Springerville Unit 1

In November 2014 the Springerville Unit 1 third-party owners filed a complaint ("FERC Action") against TEP with the Federal Energy Regulatory Commission ("FERC"), alleging that TEP had not agreed to wheel power and energy for the third-party owners in the manner specified in the Springerville Unit 1 facility support agreement between TEP and the third-party owners and for the cost specified by the third-party owners. The third-party owners requested an order from FERC requiring such wheeling of the third-party owners' energy from their Springerville Unit 1 interests beginning on January 1, 2015 for the price specified by the third-party owners. In February 2015 FERC issued an order denying the third-party owners' complaint. In March 2015 the third-party owners filed a request for rehearing in the FERC Action and in October 2015 FERC denied this request.

In December 2014 the third-party owners filed a complaint ("New York Action") against TEP in the Supreme Court of the State of New York, New York County. In response to motions filed by TEP to dismiss various counts and compel arbitration of certain matters alleged and the court's subsequent ruling on the motions, the third-party owners have amended the complaint three times, dropping certain allegations and raising others in the New York Action and in the arbitration proceeding described below. As amended, the New York Action alleges, among other things, that TEP failed to properly operate, maintain and make capital investments in Springerville Unit 1 during the term of the leases; and that TEP breached the lease transaction documents by refusing to pay certain of the third-party owners' claimed expenses. The third amended complaint seeks US$71 million in liquidated damages and direct and consequential damages in an amount to be determined at trial. The third-party owners have also agreed to stay their claim that TEP has not agreed to wheel power and energy as required pending the outcome of the FERC Action.

In December 2014 and January 2015, Wilmington Trust Company, as owner trustees and lessors under the leases of the third-party owners, sent notices to TEP that alleged that TEP had defaulted under the third-party owners' leases. The notices demanded that TEP pay liquidated damages totalling approximately US$71 million. In letters to Wilmington Trust Company, TEP denied the allegations in the notices.

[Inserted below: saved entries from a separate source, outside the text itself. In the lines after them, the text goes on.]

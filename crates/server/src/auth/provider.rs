use reqwest::{Client, Response, StatusCode};
use secrecy::{ExposeSecret, SecretString};
use serde::Deserialize;
use tracing::debug;
use url::Url;
use utils::jwt;

use super::error::AuthError;
use crate::config::AuthConfig;

pub const USER_AGENT: &str = "ShedSoftNotes/1.0";

const LOGIN_SCOPES: &[&str] = &["openid", "profile", "email"];
const MAX_ERROR_DETAIL_LEN: usize = 512;

/// Tokens issued by a successful code exchange. Lives only long enough to be written into cookies.
#[derive(Debug, Clone)]
pub struct SessionTokens {
    pub access_token: SecretString,
    pub refresh_token: SecretString,
    pub id_token: SecretString,
    pub access_expires_in: Option<i64>,
    pub refresh_expires_in: Option<i64>,
}

/// Principal resolved for one request. `subject` is never empty.
#[derive(Debug, Clone, PartialEq, Eq)]
pub struct Identity {
    subject: String,
    pub email: Option<String>,
    pub email_verified: Option<bool>,
    pub display_name: Option<String>,
    pub preferred_username: Option<String>,
    pub given_name: Option<String>,
    pub family_name: Option<String>,
    pub realm: Option<String>,
}

impl Identity {
    pub fn new(subject: impl Into<String>) -> Option<Self> {
        let subject = subject.into();
        if subject.trim().is_empty() {
            return None;
        }
        Some(Self {
            subject,
            email: None,
            email_verified: None,
            display_name: None,
            preferred_username: None,
            given_name: None,
            family_name: None,
            realm: None,
        })
    }

    pub fn subject(&self) -> &str {
        &self.subject
    }
}

#[derive(Debug, Deserialize)]
struct TokenResponse {
    access_token: Option<String>,
    refresh_token: Option<String>,
    id_token: Option<String>,
    expires_in: Option<i64>,
    refresh_expires_in: Option<i64>,
}

impl TokenResponse {
    fn into_session_tokens(self) -> Result<SessionTokens, AuthError> {
        let access_token = require_token(self.access_token, "access_token")?;
        let refresh_token = require_token(self.refresh_token, "refresh_token")?;
        let id_token = require_token(self.id_token, "id_token")?;

        Ok(SessionTokens {
            access_token,
            refresh_token,
            id_token,
            access_expires_in: self.expires_in,
            refresh_expires_in: self.refresh_expires_in,
        })
    }
}

fn require_token(value: Option<String>, field: &'static str) -> Result<SecretString, AuthError> {
    match value {
        Some(token) if !token.is_empty() => Ok(SecretString::new(token.into())),
        _ => Err(AuthError::IncompleteToken { missing: field }),
    }
}

#[derive(Debug, Deserialize)]
struct UserInfoResponse {
    sub: Option<String>,
    email: Option<String>,
    email_verified: Option<bool>,
    name: Option<String>,
    preferred_username: Option<String>,
    given_name: Option<String>,
    family_name: Option<String>,
}

/// Client for the two identity provider calls the login flow needs.
///
/// Holds a clone of the process-wide `reqwest::Client`, so every request shares one connection
/// pool. Nothing is cached and nothing is retried.
pub struct IdentityProviderClient {
    client: Client,
    config: AuthConfig,
}

impl IdentityProviderClient {
    pub fn new(client: Client, config: AuthConfig) -> Self {
        Self { client, config }
    }

    pub fn config(&self) -> &AuthConfig {
        &self.config
    }

    /// Authorization endpoint URL the browser is sent to when it has no session.
    pub fn authorize_url(&self) -> Url {
        let mut url = self.config.authorization_endpoint().clone();
        {
            let mut qp = url.query_pairs_mut();
            qp.append_pair("client_id", self.config.client_id());
            qp.append_pair("redirect_uri", self.config.redirect_uri().as_str());
            qp.append_pair("response_type", "code");
            qp.append_pair("scope", &LOGIN_SCOPES.join(" "));
        }
        url
    }

    pub async fn exchange_code(&self, code: &str) -> Result<SessionTokens, AuthError> {
        let response = self
            .client
            .post(self.config.token_endpoint().clone())
            .timeout(self.config.request_timeout())
            .form(&[
                ("grant_type", "authorization_code"),
                ("code", code),
                ("redirect_uri", self.config.redirect_uri().as_str()),
                ("client_id", self.config.client_id()),
                ("client_secret", self.config.client_secret().expose_secret()),
            ])
            .send()
            .await
            .map_err(AuthError::Unreachable)?;

        let status = response.status();
        let body = read_body(response).await?;
        if !status.is_success() {
            return Err(AuthError::ProviderRejected {
                status,
                detail: error_detail(&body),
            });
        }

        let payload: TokenResponse = serde_json::from_slice(&body)
            .map_err(|err| AuthError::ProtocolError(format!("token response: {err}")))?;

        payload.into_session_tokens()
    }

    pub async fn get_user_info(&self, access_token: &SecretString) -> Result<Identity, AuthError> {
        let response = self
            .client
            .get(self.config.userinfo_endpoint().clone())
            .timeout(self.config.request_timeout())
            .bearer_auth(access_token.expose_secret())
            .send()
            .await
            .map_err(AuthError::Unreachable)?;

        let status = response.status();
        let body = read_body(response).await?;
        match status {
            StatusCode::UNAUTHORIZED | StatusCode::FORBIDDEN => {
                return Err(AuthError::InvalidToken);
            }
            status if !status.is_success() => {
                return Err(AuthError::ProviderRejected {
                    status,
                    detail: error_detail(&body),
                });
            }
            _ => {}
        }

        let profile: UserInfoResponse = serde_json::from_slice(&body)
            .map_err(|err| AuthError::ProtocolError(format!("userinfo response: {err}")))?;

        let mut identity = profile
            .sub
            .and_then(Identity::new)
            .ok_or(AuthError::MissingSubject)?;
        identity.email = profile.email;
        identity.email_verified = profile.email_verified;
        identity.display_name = profile.name;
        identity.preferred_username = profile.preferred_username;
        identity.given_name = profile.given_name;
        identity.family_name = profile.family_name;
        identity.realm = realm_label(access_token);

        Ok(identity)
    }
}

async fn read_body(response: Response) -> Result<Vec<u8>, AuthError> {
    response
        .bytes()
        .await
        .map(|bytes| bytes.to_vec())
        .map_err(AuthError::Unreachable)
}

fn error_detail(body: &[u8]) -> String {
    let text = String::from_utf8_lossy(body);
    text.chars().take(MAX_ERROR_DETAIL_LEN).collect()
}

/// Best-effort tenant label from the token issuer. Not a verification step.
fn realm_label(access_token: &SecretString) -> Option<String> {
    match jwt::extract_realm(access_token.expose_secret()) {
        Ok(realm) => Some(realm),
        Err(error) => {
            debug!(%error, "no realm label in access token");
            None
        }
    }
}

In April 2015 TEP filed a demand for arbitration with the American Arbitration Association ("AAA") seeking an award of the third-party owners' share of unreimbursed expenses and capital expenditures for Springerville Unit 1. In June 2015 the third-party owners filed a separate demand for arbitration with the AAA alleging, among other things, that TEP has failed to properly operate, maintain and make capital investments in Springerville Unit 1 since the leases have expired. The third-party owners' arbitration demand seeks declaratory judgments, damages in an amount to be determined by the arbitration panel and the third-party owners' fees and expenses. TEP and the third-party owners have since agreed to consolidate their arbitration demands into one proceeding. In August 2015 the third-party owners filed an amended arbitration demand adding claims that TEP has converted the third-party owners' water rights and certain emission reduction payments and that TEP is improperly dispatching the third-party owners' unscheduled Springerville Unit 1 power and capacity.

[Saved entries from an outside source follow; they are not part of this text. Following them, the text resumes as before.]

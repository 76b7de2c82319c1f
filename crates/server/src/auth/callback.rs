use std::sync::Arc;

use super::{
    error::AuthError,
    provider::{Identity, IdentityProviderClient, SessionTokens},
};
use crate::db::{
    StorageError,
    users::{NewUser, UserStore},
};

#[derive(Debug)]
pub struct LoginOutcome {
    pub identity: Identity,
    pub tokens: SessionTokens,
    /// Whether this login created the user row.
    pub created: bool,
}

/// Completes the authorization-code flow once the provider redirects back.
pub struct LoginCallbackService {
    provider: Arc<IdentityProviderClient>,
    users: Arc<dyn UserStore>,
}

impl LoginCallbackService {
    pub fn new(provider: Arc<IdentityProviderClient>, users: Arc<dyn UserStore>) -> Self {
        Self { provider, users }
    }

    pub async fn handle_callback(
        &self,
        code: Option<&str>,
        error: Option<&str>,
        error_description: Option<&str>,
    ) -> Result<LoginOutcome, AuthError> {
        // A provider-side denial wins over any code that came with it.
        if let Some(error) = error.filter(|error| !error.is_empty()) {
            return Err(AuthError::ProviderError {
                error: error.to_string(),
                description: error_description.map(str::to_string),
            });
        }

        let code = code
            .filter(|code| !code.is_empty())
            .ok_or(AuthError::MissingCode)?;

        let tokens = self.provider.exchange_code(code).await?;
        let identity = self.provider.get_user_info(&tokens.access_token).await?;
        let created = self.ensure_user(&identity).await?;

        Ok(LoginOutcome {
            identity,
            tokens,
            created,
        })
    }

    /// Creates the user row on first login. Existing rows are left as they are.
    async fn ensure_user(&self, identity: &Identity) -> Result<bool, StorageError> {
        if self
            .users
            .find_by_subject(identity.subject())
            .await?
            .is_some()
        {
            return Ok(false);
        }

        self.users.insert(NewUser::from(identity)).await
    }
}
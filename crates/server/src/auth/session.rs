use axum::{
    http::{HeaderValue, StatusCode, header::SET_COOKIE},
    response::{IntoResponseParts, ResponseParts},
};
use axum_extra::extract::cookie::{Cookie, CookieJar, SameSite};
use secrecy::{ExposeSecret, SecretString};
use time::Duration;

use super::provider::SessionTokens;

pub const ACCESS_TOKEN_COOKIE: &str = "access_token";
pub const REFRESH_TOKEN_COOKIE: &str = "refresh_token";
pub const ID_TOKEN_COOKIE: &str = "id_token";

pub const DEFAULT_ACCESS_MAX_AGE_SECS: i64 = 3600;
pub const DEFAULT_REFRESH_MAX_AGE_SECS: i64 = 2_592_000;

/// One `Set-Cookie` instruction for the browser.
pub type CookieDirective = Cookie<'static>;

/// Maps session tokens to and from the three session cookies. Pure, no I/O.
pub struct SessionCodec;

impl SessionCodec {
    /// Cookies for a fresh session, always in the order access, refresh, id.
    ///
    /// The id token cookie lives as long as the access token cookie.
    pub fn encode(tokens: &SessionTokens, secure: bool) -> [CookieDirective; 3] {
        let access_max_age = tokens
            .access_expires_in
            .unwrap_or(DEFAULT_ACCESS_MAX_AGE_SECS);
        let refresh_max_age = tokens
            .refresh_expires_in
            .unwrap_or(DEFAULT_REFRESH_MAX_AGE_SECS);

        [
            directive(
                ACCESS_TOKEN_COOKIE,
                tokens.access_token.expose_secret().to_string(),
                Duration::seconds(access_max_age),
                secure,
            ),
            directive(
                REFRESH_TOKEN_COOKIE,
                tokens.refresh_token.expose_secret().to_string(),
                Duration::seconds(refresh_max_age),
                secure,
            ),
            directive(
                ID_TOKEN_COOKIE,
                tokens.id_token.expose_secret().to_string(),
                Duration::seconds(access_max_age),
                secure,
            ),
        ]
    }

    /// The access token, if the request carries a session. No cookie is not an error.
    pub fn decode(jar: &CookieJar) -> Option<SecretString> {
        cookie_value(jar, ACCESS_TOKEN_COOKIE).map(|token| SecretString::new(token.into()))
    }

    pub fn id_token(jar: &CookieJar) -> Option<String> {
        cookie_value(jar, ID_TOKEN_COOKIE)
    }

    /// Deletion cookies for all three names, whether or not they were ever set.
    pub fn clear(secure: bool) -> [CookieDirective; 3] {
        [ACCESS_TOKEN_COOKIE, REFRESH_TOKEN_COOKIE, ID_TOKEN_COOKIE]
            .map(|name| directive(name, String::new(), Duration::ZERO, secure))
    }
}

fn directive(
    name: &'static str,
    value: String,
    max_age: Duration,
    secure: bool,
) -> CookieDirective {
    Cookie::build((name, value))
        .path("/")
        .http_only(true)
        .same_site(SameSite::Lax)
        .secure(secure)
        .max_age(max_age)
        .build()
}

fn cookie_value(jar: &CookieJar, name: &str) -> Option<String> {
    jar.get(name)
        .map(|cookie| cookie.value().to_string())
        .filter(|value| !value.is_empty())
}

/// Appends cookie directives to a response as `Set-Cookie` headers, preserving their order.
pub struct SetCookies(pub [CookieDirective; 3]);

impl IntoResponseParts for SetCookies {
    type Error = (StatusCode, &'static str);

    fn into_response_parts(self, mut res: ResponseParts) -> Result<ResponseParts, Self::Error> {
        for cookie in self.0 {
            let value = HeaderValue::try_from(cookie.encoded().to_string()).map_err(|_| {
                (
                    StatusCode::INTERNAL_SERVER_ERROR,
                    "session cookie is not a valid header value",
                )
            })?;
            res.headers_mut().append(SET_COOKIE, value);
        }
        Ok(res)
    }
}
use axum::{
    Router,
    extract::{Query, State, rejection::QueryRejection},
    http::StatusCode,
    response::{IntoResponse, Redirect, Response},
    routing::get,
};
use axum_extra::extract::cookie::CookieJar;
use serde::Deserialize;
use tracing::{info, instrument, warn};

use super::error::ErrorResponse;
use crate::{
    AppState,
    auth::{LogoutRedirect, SessionCodec, SetCookies},
};

const POST_LOGIN_PATH: &str = "/protected";

pub fn router() -> Router<AppState> {
    Router::new()
        .route("/api/login/callback", get(login_callback))
        .route("/api/logout", get(logout))
}

#[derive(Debug, Deserialize)]
pub struct CallbackQuery {
    code: Option<String>,
    error: Option<String>,
    error_description: Option<String>,
}

#[instrument(name = "oauth.login_callback", skip(state, query))]
pub async fn login_callback(
    State(state): State<AppState>,
    query: Result<Query<CallbackQuery>, QueryRejection>,
) -> Response {
    let query = match query {
        Ok(Query(query)) => query,
        Err(rejection) => {
            warn!(kind = "malformed_callback", %rejection, "login callback failed");
            return authentication_failed();
        }
    };

    let outcome = state
        .login()
        .handle_callback(
            query.code.as_deref(),
            query.error.as_deref(),
            query.error_description.as_deref(),
        )
        .await;

    match outcome {
        Ok(outcome) => {
            info!(
                subject = outcome.identity.subject(),
                created = outcome.created,
                "login completed"
            );
            let cookies = SessionCodec::encode(&outcome.tokens, state.secure_cookies());
            (SetCookies(cookies), Redirect::temporary(POST_LOGIN_PATH)).into_response()
        }
        Err(error) => {
            warn!(kind = error.kind(), %error, "login callback failed");
            authentication_failed()
        }
    }
}

fn authentication_failed() -> Response {
    ErrorResponse::new(StatusCode::UNAUTHORIZED, "Authentication failed").into_response()
}

#[instrument(name = "oauth.logout", skip(state, jar))]
pub async fn logout(State(state): State<AppState>, jar: CookieJar) -> LogoutRedirect {
    let id_token = SessionCodec::id_token(&jar);
    LogoutRedirect::new(
        state.config().auth(),
        id_token.as_deref(),
        state.secure_cookies(),
    )
}
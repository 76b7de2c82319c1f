use serde::{Deserialize, Serialize};

#[derive(Debug, Serialize, Deserialize)]
pub struct ApiResponse<T> {
    success: bool,
    data: Option<T>,
    message: Option<String>,
}

impl<T> ApiResponse<T> {
    /// Creates a successful response, with `data` and no message.
    pub fn success(data: T) -> Self {
        ApiResponse {
            success: true,
            data: Some(data),
            message: None,
        }
    }

    /// Creates a successful response carrying `data` and a human-readable message.
    pub fn success_with_message(data: T, message: &str) -> Self {
        ApiResponse {
            success: true,
            data: Some(data),
            message: Some(message.to_string()),
        }
    }

    pub fn is_success(&self) -> bool {
        self.success
    }

    pub fn into_data(self) -> Option<T> {
        self.data
    }

    pub fn message(&self) -> Option<&str> {
        self.message.as_deref()
    }
}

In October 2015 the arbitration panel granted TEP's motion for interim relief, ordering the third-party owners to pay TEP their pro-rata share of unreimbursed expenses and capital expenditures for Springerville Unit 1 by October 22, 2015, and ordering that they timely pay their share of all future Springerville Unit 1 expenses and expenditures during the pendency of the arbitration. Any amounts collected could be subject to refund if the arbitration panel subsequently upholds all or portions of the third-party owners' claims. The arbitration panel denied the third-party owners' motion for interim relief which had requested that TEP be enjoined from dispatching the third-party owners' unscheduled Springerville Unit 1 power and capacity. On October 20, 2015, the third-party owners informed the arbitration panel that the owner trustees have no available funds and are unable to make the payments required by the interim order, and requested that the panel reconsider its associated decision in the interim order. In a letter dated October 27, 2015, the arbitration panel indicated that it reconsidered its decision and declined to change it. The arbitration hearing is scheduled for July 2016.

On October 30, 2015, TEP filed a petition to confirm the interim arbitration order in the U.S. District Court for the Southern District of New York naming the third-party owners as respondents. The petition seeks an order from the court confirming the interim arbitration order under the Federal Arbitration Act.

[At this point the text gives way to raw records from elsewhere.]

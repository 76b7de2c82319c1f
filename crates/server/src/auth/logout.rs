use axum::response::{IntoResponse, Redirect, Response};
use url::Url;

use super::session::{CookieDirective, SessionCodec, SetCookies};
use crate::config::AuthConfig;

/// Redirect to the provider's end-session endpoint, clearing the local session on the way.
#[derive(Debug)]
pub struct LogoutRedirect {
    pub location: Url,
    pub cookies: [CookieDirective; 3],
}

impl LogoutRedirect {
    pub fn new(config: &AuthConfig, id_token_hint: Option<&str>, secure: bool) -> Self {
        Self {
            location: logout_url(config, id_token_hint),
            cookies: SessionCodec::clear(secure),
        }
    }
}

impl IntoResponse for LogoutRedirect {
    fn into_response(self) -> Response {
        (
            SetCookies(self.cookies),
            Redirect::temporary(self.location.as_str()),
        )
            .into_response()
    }
}

pub fn logout_url(config: &AuthConfig, id_token_hint: Option<&str>) -> Url {
    let mut url = config.end_session_endpoint().clone();
    {
        let mut qp = url.query_pairs_mut();
        qp.append_pair("client_id", config.client_id());
        qp.append_pair("post_logout_redirect_uri", config.post_logout_redirect_uri());
        if let Some(hint) = id_token_hint {
            qp.append_pair("id_token_hint", hint);
        }
    }
    url
}
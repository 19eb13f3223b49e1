//! Bouncing bullseye target
//!
//! The number-selector target drifts on a velocity vector that re-randomizes
//! on a countdown and snaps back toward center after leaving its box. Ring
//! clicks report a ring index the caller concatenates into a number; the
//! center dot reports "close".

use glam::Vec2;
use rand::{Rng, SeedableRng};
use rand_pcg::Pcg32;

/// Half-extent of the bounding box on each axis, px.
pub const MAX_X: f32 = 200.0;
pub const MAX_Y: f32 = 200.0;
/// Velocity magnitude, both for the return-to-center vector and for freshly
/// randomized directions.
pub const MOVE_SPEED: f32 = 3.0;
/// Ticks granted to re-enter bounds before the next randomization can fire.
pub const SETTLE_TICKS: u32 = 20;
/// Inclusive range the randomization countdown is drawn from.
pub const CYCLE_RANGE: std::ops::RangeInclusive<u32> = 10..=59;

/// Number of concentric rings.
pub const RING_COUNT: u32 = 10;
/// Outermost ring radius in viewbox units; each inner ring shrinks by `RING_STEP`.
pub const MAX_RING_RADIUS: f32 = 10.0;
pub const RING_STEP: f32 = 1.0;

/// How a freshly drawn direction vector is normalized.
#[derive(Debug, Clone, Copy, PartialEq, Eq, Default)]
pub enum NormalizationMode {
    /// True Euclidean normalization: the intended motion.
    #[default]
    Euclidean,
    /// Bit-faithful shipped behavior: each component is truncated to i32 and
    /// XORed with 2 in place of squaring. For components in (-1, 1) that
    /// makes the length a constant 2; when both components truncate to -1
    /// the sum goes negative and the length is NaN.
    LegacyXor,
}

fn legacy_xor_length(v: Vec2) -> f32 {
    let x = (v.x as i32) ^ 2;
    let y = (v.y as i32) ^ 2;
    ((x + y) as f32).sqrt()
}

/// Bouncing target state. Advanced at 125 Hz (8 ms timestep).
#[derive(Debug, Clone)]
pub struct TargetSim {
    pos: Vec2,
    vel: Vec2,
    cycle: u32,
    mode: NormalizationMode,
    rng: Pcg32,
}

impl TargetSim {
    pub fn new(seed: u64) -> Self {
        Self::with_mode(seed, NormalizationMode::default())
    }

    pub fn with_mode(seed: u64, mode: NormalizationMode) -> Self {
        Self {
            pos: Vec2::ZERO,
            vel: Vec2::ONE,
            cycle: 5,
            mode,
            rng: Pcg32::seed_from_u64(seed),
        }
    }

    pub fn pos(&self) -> Vec2 {
        self.pos
    }

    pub fn vel(&self) -> Vec2 {
        self.vel
    }

    /// Ticks left until the next direction randomization.
    pub fn cycle(&self) -> u32 {
        self.cycle
    }

    /// Advance one tick.
    ///
    /// Order matters: the boundary check inspects the pre-move position, the
    /// move applies the velocity current at tick entry, and a boundary
    /// redirect suppresses the countdown for this tick so the settle counter
    /// survives at exactly `SETTLE_TICKS`.
    pub fn tick(&mut self) {
        let escaped = self.pos.x > MAX_X
            || self.pos.x < -MAX_X
            || self.pos.y > MAX_Y
            || self.pos.y < -MAX_Y;

        let entry_vel = self.vel;
        if escaped {
            log::debug!("target left its box at {:?}, returning to center", self.pos);
            self.vel = Vec2::new(
                if self.pos.x > MAX_X { -MOVE_SPEED } else { MOVE_SPEED },
                if self.pos.y > MAX_Y { -MOVE_SPEED } else { MOVE_SPEED },
            );
            self.cycle = SETTLE_TICKS;
        }

        self.pos += entry_vel;

        if escaped {
            return;
        }

        if self.cycle == 0 {
            let dir = Vec2::new(
                self.rng.random_range(-1.0..1.0),
                self.rng.random_range(-1.0..1.0),
            );
            self.vel = match self.mode {
                NormalizationMode::Euclidean => dir.normalize_or_zero() * MOVE_SPEED,
                NormalizationMode::LegacyXor => dir / legacy_xor_length(dir) * MOVE_SPEED,
            };
            self.cycle = self.rng.random_range(CYCLE_RANGE);
        } else {
            self.cycle -= 1;
        }
    }
}

/// What a click on the bullseye hit.
#[derive(Debug, Clone, Copy, PartialEq, Eq)]
pub enum RingHit {
    /// A ring, 0 = outermost .. 9 = innermost.
    Ring(u32),
    /// The always-present center dot: close the selector.
    Close,
}

/// Radius of ring `index` in viewbox units.
pub fn ring_radius(index: u32) -> f32 {
    MAX_RING_RADIUS - index as f32 * RING_STEP
}

/// Digit label printed on ring `index` (outermost shows 9, innermost 0).
pub fn ring_digit(index: u32) -> u32 {
    (RING_COUNT - 1).saturating_sub(index)
}

/// Accumulates clicked ring indices into a multi-digit number: each click
/// concatenates its index as the next decimal digit.
#[derive(Debug, Clone, Copy, Default, PartialEq, Eq)]
pub struct NumberEntry {
    value: Option<u64>,
}

impl NumberEntry {
    pub fn new() -> Self {
        Self::default()
    }

    /// The number entered so far, if any ring has been hit.
    pub fn value(&self) -> Option<u64> {
        self.value
    }

    /// Apply a bullseye hit. Digits concatenate by string append + re-parse,
    /// keeping the previous value if the result would overflow. Returns true
    /// when the center dot asked to close the selector.
    pub fn apply(&mut self, hit: RingHit) -> bool {
        match hit {
            RingHit::Close => true,
            RingHit::Ring(index) => {
                let concatenated = match self.value {
                    None => Some(index as u64),
                    Some(v) => format!("{v}{index}").parse().ok(),
                };
                if let Some(v) = concatenated {
                    self.value = Some(v);
                }
                false
            }
        }
    }
}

As at September 30, 2015, TEP billed the third-party owners approximately US$17 million for their pro-rata share of Springerville Unit 1 expenses and US$2 million for their pro-rata share of capital expenditures, none of which had been paid as of November 5, 2015.

Under the Springerville Unit 1 facility support agreement, TEP is permitted to dispatch and use any of the third-party owners' unscheduled entitlement share of power from Springerville Unit 1. TEP commenced such dispatch and use for TEP's benefit in June 2015.

TEP cannot predict the outcome of the claims relating to Springerville Unit 1 and, due to the general and non-specific scope and nature of the claims, the Company cannot determine estimates of the range of loss, if any, at this time and, accordingly, no amount has been accrued in the consolidated financial statements. TEP intends to vigorously defend itself against the claims asserted by the third-party owners and to vigorously pursue the claims it has asserted against the third-party owners.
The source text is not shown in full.